De nombreux facteurs peuvent favoriser et/ou aggraver la radiotoxicité aiguë : des chimiothérapies concomitantes cytotoxiques, des radiothérapies touchant les zones de plis et/ou la peau est plus fine (régions axillaires, sous-mammaires, périnéales, la tête et le cou), un âge élevé, une immunodépression (médicale ou thérapeutique), un tabagisme, une dénutrition ou simplement un contexte génétique, sans oublier certains médicaments photosensibilisants.
En résumé :
- Le matin avant la séance de radiothérapie : douche avec eau et savon…
- Séance de radiothérapie…
- Retour à la maison et application de crème hydratante…
- Le lendemain matin, douche avant de se rendre à la nouvelle séance de radiothérapie
Radiodermite : les différents grades de dermite
Il existe une cotation de la radiodermite selon la National Cancer Institute (NCI) :
- grade 0 : absence de toxicité,
- grade I : faible érythème ou desquamation sèche,
- grade II : érythème modéré à vif ; desquamation suintante en plaques, affectant principalement les plis et replis cutanés ; oedème modéré,
- grade III : desquamation suintante en plaques, affectant d’autres zones que les plis et replis cutanés ; saignement induit par des traumatismes ou abrasions mineures,
- grade IV : mise en jeu du pronostic vital ; nécrose cutanée ou ulcération de toute l’épaisseur du derme ; saignement spontané des sites affectés ; indication de greffe cutanée,
- grade V : décès.
L’évolution du traitement radiothérapique
La réaction aiguë la plus courante est l’oedème de la zone irradiée.

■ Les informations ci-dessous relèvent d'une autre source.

#[cfg(test)]
mod tests {
    use super::*;
    use std::sync::atomic::{AtomicUsize, Ordering};
    use std::sync::Arc;
    use std::thread;

    fn manager() -> ResourceLockManager {
        ResourceLockManager::new(Duration::from_millis(200), Duration::from_secs(60))
    }

    #[test]
    fn test_shared_locks_coexist() {
        let mgr = manager();
        let a = LockOwner::new("a");
        let b = LockOwner::new("b");

        let l1 = mgr.acquire_as("f.py", LockMode::Shared, Duration::ZERO, &a);
        let l2 = mgr.acquire_as("f.py", LockMode::Shared, Duration::ZERO, &b);

        assert!(l1.is_some());
        assert!(l2.is_some());
        assert_eq!(mgr.holders("f.py").len(), 2);
    }

    #[test]
    fn test_exclusive_blocked_by_shared_times_out() {
        let mgr = manager();
        let reader = LockOwner::new("reader");
        let writer = LockOwner::new("writer");
        mgr.acquire_as("f.py", LockMode::Shared, Duration::ZERO, &reader)
            .unwrap();

        let start = Instant::now();
        let res = mgr.acquire_as("f.py", LockMode::Exclusive, Duration::from_millis(50), &writer);
        assert!(res.is_none());
        assert!(start.elapsed() >= Duration::from_millis(50));
    }

    #[test]
    fn test_shared_blocked_by_exclusive() {
        let mgr = manager();
        mgr.acquire_as("f", LockMode::Exclusive, Duration::ZERO, &LockOwner::new("w"))
            .unwrap();
        assert!(mgr
            .try_acquire_as("f", LockMode::Shared, &LockOwner::new("r"))
            .is_none());
    }

    #[test]
    fn test_waiter_wakes_on_release() {
        let mgr = Arc::new(manager());
        let holder = LockOwner::new("holder");
        mgr.acquire_as("f.py", LockMode::Exclusive, Duration::ZERO, &holder)
            .unwrap();

        let releaser = {
            let mgr = Arc::clone(&mgr);
            thread::spawn(move || {
                thread::sleep(Duration::from_millis(50));
                assert!(mgr.release_as("f.py", &holder));
            })
        };

        let start = Instant::now();
        let lock = mgr.acquire_as(
            "f.py",
            LockMode::Exclusive,
            Duration::from_secs(5),
            &LockOwner::new("waiter"),
        );
        releaser.join().unwrap();

        assert!(lock.is_some());
        assert!(start.elapsed() < Duration::from_secs(5));
    }

    #[test]
    fn test_non_owner_release_is_refused() {
        let mgr = manager();
        let owner = LockOwner::new("owner");
        mgr.acquire_as("f.py", LockMode::Exclusive, Duration::ZERO, &owner)
            .unwrap();

        assert!(!mgr.release_as("f.py", &LockOwner::new("intruder")));
        assert!(mgr.is_locked("f.py"));
        assert!(mgr.release_as("f.py", &owner));
        assert!(!mgr.is_locked("f.py"));
    }

    #[test]
    fn test_release_uses_thread_identity() {
        let mgr = Arc::new(manager());
        assert!(mgr.acquire("g.py", LockMode::Exclusive, None).is_some());

        let other = Arc::clone(&mgr);
        let released_elsewhere = thread::spawn(move || other.release("g.py"))
            .join()
            .unwrap();
        assert!(!released_elsewhere);
        assert!(mgr.release("g.py"));
    }

    #[test]
    fn test_expired_lock_is_purged_for_waiter() {
        let mgr = ResourceLockManager::new(Duration::from_secs(1), Duration::from_millis(40));
        mgr.acquire_as("f", LockMode::Exclusive, Duration::ZERO, &LockOwner::new("crashed"))
            .unwrap();

        let start = Instant::now();
        let lock = mgr.acquire_as(
            "f",
            LockMode::Exclusive,
            Duration::from_secs(2),
            &LockOwner::new("next"),
        );
        assert!(lock.is_some());
        assert!(start.elapsed() < Duration::from_secs(2));
        assert_eq!(mgr.holders("f").len(), 1);
        assert_eq!(mgr.holders("f")[0].owner, LockOwner::new("next"));
    }

    #[test]
    fn test_reentrant_refresh() {
        let mgr = manager();
        let owner = LockOwner::new("me");
        let first = mgr
            .acquire_as("f", LockMode::Exclusive, Duration::ZERO, &owner)
            .unwrap();
        let second = mgr
            .acquire_as("f", LockMode::Exclusive, Duration::ZERO, &owner)
            .unwrap();

        assert!(second.expires_at >= first.expires_at);
        assert_eq!(mgr.active_count(), 1);
    }

    #[test]
    fn test_exclusive_never_held_twice() {
        let mgr = Arc::new(ResourceLockManager::new(
            Duration::from_secs(10),
            Duration::from_secs(60),
        ));
        let inside = Arc::new(AtomicUsize::new(0));
        let max_inside = Arc::new(AtomicUsize::new(0));

        let handles: Vec<_> = (0..8)
            .map(|t| {
                let mgr = Arc::clone(&mgr);
                let inside = Arc::clone(&inside);
                let max_inside = Arc::clone(&max_inside);
                thread::spawn(move || {
                    let owner = LockOwner::new(format!("t{}", t));
                    for _ in 0..25 {
                        mgr.acquire_as("hot", LockMode::Exclusive, Duration::from_secs(10), &owner)
                            .unwrap();
                        let now = inside.fetch_add(1, Ordering::SeqCst) + 1;
                        max_inside.fetch_max(now, Ordering::SeqCst);
                        thread::yield_now();
                        inside.fetch_sub(1, Ordering::SeqCst);
                        assert!(mgr.release_as("hot", &owner));
                    }
                })
            })
            .collect();

        for h in handles {
            h.join().unwrap();
        }
        assert_eq!(max_inside.load(Ordering::SeqCst), 1);
        assert_eq!(mgr.active_count(), 0);
    }

    #[tokio::test]
    async fn test_async_waiter_wakes_on_release() {
        let mgr = Arc::new(manager());
        let holder = LockOwner::new("holder");
        mgr.acquire_as("f", LockMode::Exclusive, Duration::ZERO, &holder)
            .unwrap();

        let releaser = {
            let mgr = Arc::clone(&mgr);
            tokio::spawn(async move {
                tokio::time::sleep(Duration::from_millis(30)).await;
                mgr.release_as("f", &holder)
            })
        };

        let lock = mgr
            .acquire_async_as(
                "f",
                LockMode::Exclusive,
                Duration::from_secs(5),
                &LockOwner::new("task"),
            )
            .await;
        assert!(releaser.await.unwrap());
        assert!(lock.is_some());
    }

    #[tokio::test]
    async fn test_async_timeout() {
        let mgr = manager();
        mgr.acquire_as("f", LockMode::Exclusive, Duration::ZERO, &LockOwner::new("a"))
            .unwrap();
        let lock = mgr
            .acquire_async_as(
                "f",
                LockMode::Exclusive,
                Duration::from_millis(30),
                &LockOwner::new("b"),
            )
            .await;
        assert!(lock.is_none());
    }
}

En cas d’irradiation de la zone ORL, et afin de préserver l’alimentation entérale, il sera préconisé de poser, avant de débuter le traitement, une sonde naso-gastrique ou une GPE (gastrostomie percutanée endoscopique), dispositif dans lequel un tube d’alimentation flexible est placé à travers la paroi abdominale dans l’estomac.
En cas d’irradiation mammaire, presque tous les patients subissent des perturbations du drainage lymphatique à la hauteur du sein irradié qui se manifestent par un gonflement de la peau et des tissus sous cutanés.
Conclusion
La prise en charge des complications cutanées des traitements par radiothérapie nécessite une surveillance dans la phase aiguë du traitement et une prise en charge sur le long terme pour essayer d’anticiper la survenue de complications graves ou définitives par une équipe qualifiée bénéficiant de formations continues.